Nothing for a long time except the vague sense of the road curving, and starting to climb. He put the window down, maybe salt in the air but no sight of the ocean. Then winding sharply upwards, until You Are Now Entering an Area of Outstanding Natural Beauty.

It was late in the afternoon. Patrick said I might need to stop for a bit soon. In a mile, there was a sign that said Access with a symbol of a bridge and after the next curve in the road, an unpaved layby.

The air was clear and sharp. We stretched and twisted our backs, the same way, in unison. Patrick said one sec, got our jackets, then locked the car. I took his hand and we walked the path that cut through dense wood to a river. It was swift moving but where it curved, in front of us, a pool had formed. It was deep and still and dark green and from the bank we were standing on, a sheer drop of – Patrick said – ‘nine feet, maybe ten’. We looked down into it.

He said okay but I’ll go first.

We took our clothes off and hung them over a branch. Patrick said, ‘I don’t see why you get the added warmth of a bra.’ I took it off and both of us lingered for another minute on the edge, already shivering.

He said, ‘Aim for the middle’ and leapt out. The noise of him hitting the water was like a crack. I followed while he was still below the surface. The water was so cold that, at the instant of entry, it could not be deciphered beyond shock and pressure, then a sharp pain in the heart muscle, lungs like heavy stones, then burning skin. I opened my eyes, a blur of green and swirling silt. I thought, move your arms but they were rigid, above my head. I felt suspended. Then everything was Patrick’s grip on my forearm, and the rush of being tugged upwards and the great pull of air. And then we were face to face, speechless, breathing too hard. He still had my arm and swept me forwards to the bank.

I was below the surface for only a second but I thought I was already drowning. I did not think I could swim back but I was only ever feet away from the edge. It was just the pain of the water. And then Patrick was helping me back up the bank, and I was standing, wrapped in my jacket, water running down my bare legs, and it had only been a minute.

We ran back to the car, holding our clothes and shoes. It took a long time to get dressed in the front, hot air roaring out of the vents, talking so fast about what we’d just done.

I said, we are the best.

Patrick said, do you feel like chips, so badly?

We drove out and found a pub. It was empty apart from an old couple sitting at a table on the other side of the room and a woman behind the bar polishing glasses. We ate chips and drank beer on a sofa in front of a fire, and I was so warm and so clean.

‘Do you ever think we’re the best, Patrick?’

He said no. ‘But we probably are. No one else would have done that.’

I said I know. ‘Anyone else would have been too scared. We’re the only ones.’

Patrick said, ‘Are you super, super conscious of having no underwear on?’
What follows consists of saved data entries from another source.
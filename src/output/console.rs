use crate::package::{CheckReport, CheckStatus};

use super::StatusReport;

/// Render pet status as plain text.
pub fn render_status(report: &StatusReport) -> String {
    let s = &report.state;
    let mut output = String::new();

    output.push_str("Pet status:\n");
    output.push_str(&format!("  Mood:   {}\n", s.mood));
    output.push_str(&format!("  Energy: {}\n", s.energy));
    output.push_str(&format!("  XP:     {}\n", s.xp));
    output.push_str(&format!("  Level:  {}\n", s.level));

    if !report.persisted {
        output.push_str("  (a brand new pet; no saved state yet)\n");
    }
    if let Some(event) = report.last_event {
        output.push_str(&format!("  Last event: {}\n", event));
    }
    if let Some(at) = report.updated_at {
        output.push_str(&format!(
            "  Updated:    {}\n",
            at.format("%Y-%m-%d %H:%M:%S UTC")
        ));
    }

    output
}

/// Render a package check report, one line per check, then the verdict.
pub fn render_check_report(report: &CheckReport) -> String {
    let mut output = String::new();

    output.push_str(&format!(
        "\n  {} {} package checks:\n\n",
        report.package, report.version
    ));

    for result in &report.results {
        let tag = match result.status {
            CheckStatus::Pass => "[PASS]",
            CheckStatus::Fail => "[FAIL]",
            CheckStatus::Skipped => "[SKIP]",
        };
        output.push_str(&format!(
            "  {} {} {:<28} {}\n",
            tag, result.id, result.name, result.message
        ));
    }

    let status = if report.verdict.pass { "PASS" } else { "FAIL" };
    output.push_str(&format!(
        "\n  Result: {} ({} passed, {} failed, {} skipped)\n\n",
        status, report.verdict.passed, report.verdict.failed, report.verdict.skipped
    ));

    output
}

#[cfg(test)]
mod tests {
    use super::*;
    use crate::package::test_support::descriptor_for;
    use crate::package::CheckEngine;
    use crate::pet::{Event, PetState};

    #[test]
    fn fresh_pet_is_labelled() {
        let report = StatusReport {
            state: PetState::new(),
            persisted: false,
            last_event: None,
            updated_at: None,
            state_file: "pet.json".into(),
        };
        let text = render_status(&report);
        assert!(text.contains("Mood:   neutral"));
        assert!(text.contains("brand new pet"));
    }

    #[test]
    fn last_event_is_shown() {
        let report = StatusReport {
            state: PetState::new(),
            persisted: true,
            last_event: Some(Event::BugFix),
            updated_at: None,
            state_file: "pet.json".into(),
        };
        assert!(render_status(&report).contains("Last event: bug-fix"));
    }

    #[test]
    fn check_report_lists_every_check() {
        let report = CheckEngine::new().run(&descriptor_for(b"x"), None);
        let text = render_check_report(&report);
        assert_eq!(text.matches("PKG-").count(), report.results.len());
        assert!(text.contains("[SKIP] PKG-005"));
        assert!(text.contains("Result: PASS"));
    }
}
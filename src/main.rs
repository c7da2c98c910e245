//! Tomato Timer - A Pomodoro session timer service
//!
//! This is the main entry point for the tomato-timer application.

use std::sync::Arc;
use tokio::net::TcpListener;
use tracing::info;

use tomato_timer::{
    config::Config,
    state::AppState,
    api::create_router,
    services::{Backend, HttpBackend, MemoryBackend},
    tasks::{session_notifier_task, session_ticker_task},
    utils::shutdown_signal,
};

#[tokio::main]
async fn main() -> anyhow::Result<()> {
    let config = Config::parse();

    // Initialize tracing with appropriate log level
    tracing_subscriber::fmt()
        .with_env_filter(format!("tomato_timer={},tower_http=info", config.log_level()))
        .init();

    info!("Starting tomato-timer server v{}", env!("CARGO_PKG_VERSION"));
    info!("Configuration: host={}, port={}, backend={}",
          config.host, config.port, config.backend_url.as_deref().unwrap_or("in-memory"));

    let fallback_settings = config.timer_settings();
    let backend: Arc<dyn Backend> = match &config.backend_url {
        Some(url) => Arc::new(HttpBackend::new(url.clone())),
        None => Arc::new(MemoryBackend::new(fallback_settings.clone())),
    };

    // Create application state and load settings once
    let state = Arc::new(AppState::new(config.port, config.host.clone(), fallback_settings, backend));
    if let Err(e) = state.load_settings().await {
        tracing::error!("Failed to apply loaded settings: {}", e);
    }

    // Start the background tasks
    let ticker = tokio::spawn(session_ticker_task(Arc::clone(&state)));
    let notifier = tokio::spawn(session_notifier_task(Arc::clone(&state)));

    // Create HTTP router with all endpoints
    let app = create_router(Arc::clone(&state));

    // Bind to the specified address
    let addr = config.address();
    let listener = TcpListener::bind(&addr).await?;

    info!("Server running on http://{}", addr);
    info!("Endpoints:");
    info!("  GET  /timer                      - Timer status");
    info!("  POST /timer/start|pause|reset    - Control the countdown");
    info!("  POST /timer/skip                 - Finish the current session");
    info!("  POST /timer/session/:type        - Switch to focus, shortBreak or longBreak");
    info!("  GET  /settings, PUT /settings    - Read or replace timer settings");
    info!("  GET  /tasks, POST /tasks         - List or create tasks");
    info!("  POST /tasks/:id/select           - Put a task on the timer");
    info!("  GET  /health                     - Health check");

    // Setup graceful shutdown
    let server = axum::serve(listener, app);

    tokio::select! {
        result = server => {
            if let Err(e) = result {
                tracing::error!("Server error: {}", e);
            }
        }
        _ = shutdown_signal() => {
            info!("Shutdown signal received");
        }
    }

    // Drop the pending tick schedule
    ticker.abort();
    notifier.abort();

    info!("Server shutdown complete");
    Ok(())
}
//! Session completion notifier background task

use std::{
    io::{self, Write},
    sync::Arc,
};
use tokio::sync::broadcast::{error::RecvError, Receiver};
use tracing::{info, warn};

use crate::state::{AppState, Completion};

const BELL: &[u8] = b"\x07";

/// Background task that announces finished sessions
pub async fn session_notifier_task(state: Arc<AppState>) {
    info!("Starting session notifier task");

    let completion_rx = state.subscribe_completions();
    let announced = notify_completions(completion_rx, &mut io::stdout()).await;
    info!("Session notifier stopped after {} completions", announced);
}

/// Announce completions until the channel closes, returning how many were handled
pub async fn notify_completions<W: Write + Send>(mut completion_rx: Receiver<Completion>, out: &mut W) -> u64 {
    let mut announced = 0;

    loop {
        match completion_rx.recv().await {
            Ok(completion) => {
                announce(&completion, out);
                announced += 1;
            }
            Err(RecvError::Lagged(skipped)) => {
                warn!("Session notifier lagged, {} completions skipped", skipped);
            }
            Err(RecvError::Closed) => {
                info!("Completion channel closed, stopping session notifier");
                return announced;
            }
        }
    }
}

/// Log one completion and ring the bell on `out` when sound is enabled
pub fn announce<W: Write>(completion: &Completion, out: &mut W) {
    match &completion.task_id {
        Some(task_id) => info!("Pomodoro finished for task {}, time for a {}", task_id, completion.next),
        None => info!("{} over, next up: {}", completion.finished, completion.next),
    }

    if completion.play_sound {
        if let Err(e) = out.write_all(BELL).and_then(|_| out.flush()) {
            warn!("Failed to ring terminal bell: {}", e);
        }
    }
}
//! In-process backend used when no backend URL is configured

use std::sync::{
    atomic::{AtomicBool, AtomicU64, Ordering},
    Mutex,
};

use async_trait::async_trait;

use super::backend::{Backend, BackendError};
use crate::state::{NewTask, Task, TimerSettings};

/// Keeps settings and tasks in memory for the lifetime of the process
#[derive(Debug, Default)]
pub struct MemoryBackend {
    settings: Mutex<TimerSettings>,
    tasks: Mutex<Vec<Task>>,
    next_id: AtomicU64,
    offline: AtomicBool,
}

impl MemoryBackend {
    pub fn new(settings: TimerSettings) -> Self {
        Self {
            settings: Mutex::new(settings),
            ..Self::default()
        }
    }

    /// Make every call fail as if the network were down
    pub fn set_offline(&self, offline: bool) {
        self.offline.store(offline, Ordering::SeqCst);
    }

    /// Tasks as the backend sees them
    pub fn tasks(&self) -> Vec<Task> {
        self.tasks.lock().map(|t| t.clone()).unwrap_or_default()
    }

    fn ensure_online(&self) -> Result<(), BackendError> {
        if self.offline.load(Ordering::SeqCst) {
            return Err(BackendError::Other("backend unreachable".to_string()));
        }
        Ok(())
    }
}

fn poisoned<T>(e: std::sync::PoisonError<T>) -> BackendError {
    BackendError::Other(format!("Failed to lock backend store: {}", e))
}

#[async_trait]
impl Backend for MemoryBackend {
    fn name(&self) -> &'static str {
        "memory"
    }

    async fn fetch_settings(&self) -> Result<TimerSettings, BackendError> {
        self.ensure_online()?;
        Ok(self.settings.lock().map_err(poisoned)?.clone())
    }

    async fn save_settings(&self, settings: &TimerSettings) -> Result<(), BackendError> {
        self.ensure_online()?;
        *self.settings.lock().map_err(poisoned)? = settings.clone();
        Ok(())
    }

    async fn create_task(&self, task: &NewTask) -> Result<Task, BackendError> {
        self.ensure_online()?;
        let id = self.next_id.fetch_add(1, Ordering::SeqCst) + 1;
        let task = Task {
            id: id.to_string(),
            title: task.title.clone(),
            estimated_pomodoros: task.estimated_pomodoros,
            completed_pomodoros: 0,
        };
        self.tasks.lock().map_err(poisoned)?.push(task.clone());
        Ok(task)
    }

    async fn complete_pomodoro(&self, task_id: &str) -> Result<(), BackendError> {
        self.ensure_online()?;
        let mut tasks = self.tasks.lock().map_err(poisoned)?;
        let task = tasks
            .iter_mut()
            .find(|t| t.id == task_id)
            .ok_or_else(|| BackendError::NotFound(format!("task {}", task_id)))?;
        task.record_pomodoro();
        Ok(())
    }
}
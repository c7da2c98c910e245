//! External backend module
//!
//! This module contains the backend contract used by the timer and its
//! HTTP and in-memory implementations.

pub mod backend;
pub mod http;
pub mod memory;

// Re-export main types
pub use backend::{Backend, BackendError};
pub use http::HttpBackend;
pub use memory::MemoryBackend;
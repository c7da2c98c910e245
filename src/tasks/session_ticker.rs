//! Session ticker background task

use std::{sync::Arc, time::Duration};
use tokio::time::{interval_at, Instant, MissedTickBehavior};
use tracing::{debug, error, info};

use crate::state::AppState;

const TICK_PERIOD: Duration = Duration::from_secs(1);

/// Background task that ticks the session timer once per second while it runs.
///
/// There is one ticker per process, so repeated starts never stack a second
/// tick stream.
pub async fn session_ticker_task(state: Arc<AppState>) {
    info!("Starting session ticker task");

    let mut timer_rx = state.subscribe_timer();

    loop {
        // Wait until the timer is running
        if timer_rx.wait_for(|timer| timer.is_running()).await.is_err() {
            debug!("Timer channel closed, stopping session ticker");
            return;
        }

        debug!("Timer running, starting tick stream");
        let mut interval = interval_at(Instant::now() + TICK_PERIOD, TICK_PERIOD);
        interval.set_missed_tick_behavior(MissedTickBehavior::Delay);

        loop {
            tokio::select! {
                _ = interval.tick() => {
                    if let Err(e) = state.tick() {
                        error!("Failed to tick timer: {}", e);
                    }
                }

                // State change - stop the stream once the timer is no longer running
                changed = timer_rx.changed() => {
                    if changed.is_err() {
                        debug!("Timer channel closed, stopping session ticker");
                        return;
                    }
                    if !timer_rx.borrow_and_update().is_running() {
                        debug!("Timer stopped, ending tick stream");
                        break;
                    }
                }
            }
        }
    }
}

#[cfg(test)]
mod tests {
    use super::*;
    use crate::services::MemoryBackend;
    use crate::state::{SessionType, TimerSettings, TimerStatus};

    fn spawn_app(settings: TimerSettings) -> Arc<AppState> {
        let backend = Arc::new(MemoryBackend::new(settings.clone()));
        let state = Arc::new(AppState::new(0, "127.0.0.1".to_string(), settings, backend));
        tokio::spawn(session_ticker_task(Arc::clone(&state)));
        state
    }

    fn one_minute_sessions() -> TimerSettings {
        TimerSettings {
            focus_duration: 1,
            short_break_duration: 1,
            long_break_duration: 2,
            sessions_before_long_break: 2,
            auto_start_next_session: false,
            play_sound_when_session_ends: false,
        }
    }

    #[tokio::test(start_paused = true)]
    async fn ticks_once_per_second() {
        let state = spawn_app(TimerSettings::default());
        state.start().unwrap();

        tokio::time::sleep(Duration::from_millis(3500)).await;
        assert_eq!(state.get_timer_state().unwrap().remaining_seconds, 1497);
    }

    #[tokio::test(start_paused = true)]
    async fn double_start_keeps_one_tick_stream() {
        let state = spawn_app(TimerSettings::default());
        state.start().unwrap();
        tokio::time::sleep(Duration::from_millis(500)).await;
        state.start().unwrap();

        tokio::time::sleep(Duration::from_millis(4000)).await;
        assert_eq!(state.get_timer_state().unwrap().remaining_seconds, 1496);
    }

    #[tokio::test(start_paused = true)]
    async fn pause_stops_ticking() {
        let state = spawn_app(TimerSettings::default());
        state.start().unwrap();
        tokio::time::sleep(Duration::from_millis(2500)).await;
        state.pause().unwrap();

        tokio::time::sleep(Duration::from_secs(10)).await;
        let timer = state.get_timer_state().unwrap();
        assert_eq!(timer.status, TimerStatus::Paused);
        assert_eq!(timer.remaining_seconds, 1498);

        state.start().unwrap();
        tokio::time::sleep(Duration::from_millis(1500)).await;
        assert_eq!(state.get_timer_state().unwrap().remaining_seconds, 1497);
    }

    #[tokio::test(start_paused = true)]
    async fn reset_stops_ticking() {
        let state = spawn_app(TimerSettings::default());
        state.start().unwrap();
        tokio::time::sleep(Duration::from_millis(5500)).await;
        state.reset().unwrap();

        tokio::time::sleep(Duration::from_secs(5)).await;
        let timer = state.get_timer_state().unwrap();
        assert_eq!(timer.status, TimerStatus::Idle);
        assert_eq!(timer.remaining_seconds, 1500);
    }

    #[tokio::test(start_paused = true)]
    async fn session_completes_and_waits() {
        let state = spawn_app(one_minute_sessions());
        state.start().unwrap();

        // 60 ticks to reach zero, one more to complete
        tokio::time::sleep(Duration::from_millis(61_500)).await;
        let timer = state.get_timer_state().unwrap();
        assert_eq!(timer.session_type, SessionType::ShortBreak);
        assert_eq!(timer.status, TimerStatus::Idle);
        assert_eq!(timer.remaining_seconds, 60);

        tokio::time::sleep(Duration::from_secs(5)).await;
        assert_eq!(state.get_timer_state().unwrap().remaining_seconds, 60);
    }

    #[tokio::test(start_paused = true)]
    async fn auto_start_rolls_into_next_session() {
        let state = spawn_app(TimerSettings {
            auto_start_next_session: true,
            ..one_minute_sessions()
        });
        state.start().unwrap();

        tokio::time::sleep(Duration::from_millis(61_500)).await;
        let timer = state.get_timer_state().unwrap();
        assert_eq!(timer.session_type, SessionType::ShortBreak);
        assert!(timer.is_running());

        tokio::time::sleep(Duration::from_secs(10)).await;
        assert_eq!(state.get_timer_state().unwrap().remaining_seconds, 50);
    }
}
‘There’s no one here,’ I said. ‘We are the only people in the world.’





28

I READ AN article in a Sunday magazine about a newly classified disorder. The journalist, a sufferer himself, described Boarding School Syndrome as a sort of PTSD/attachment disorder hybrid being silently endured by a mass of British men who had been incarcerated since the age of six, at the will of their own parents. Symptoms, he said, included excessive self-reliance, the inability to ask for help, ‘pride in endurance’, an overactive moral compass and repression of emotions, chiefly negative ones.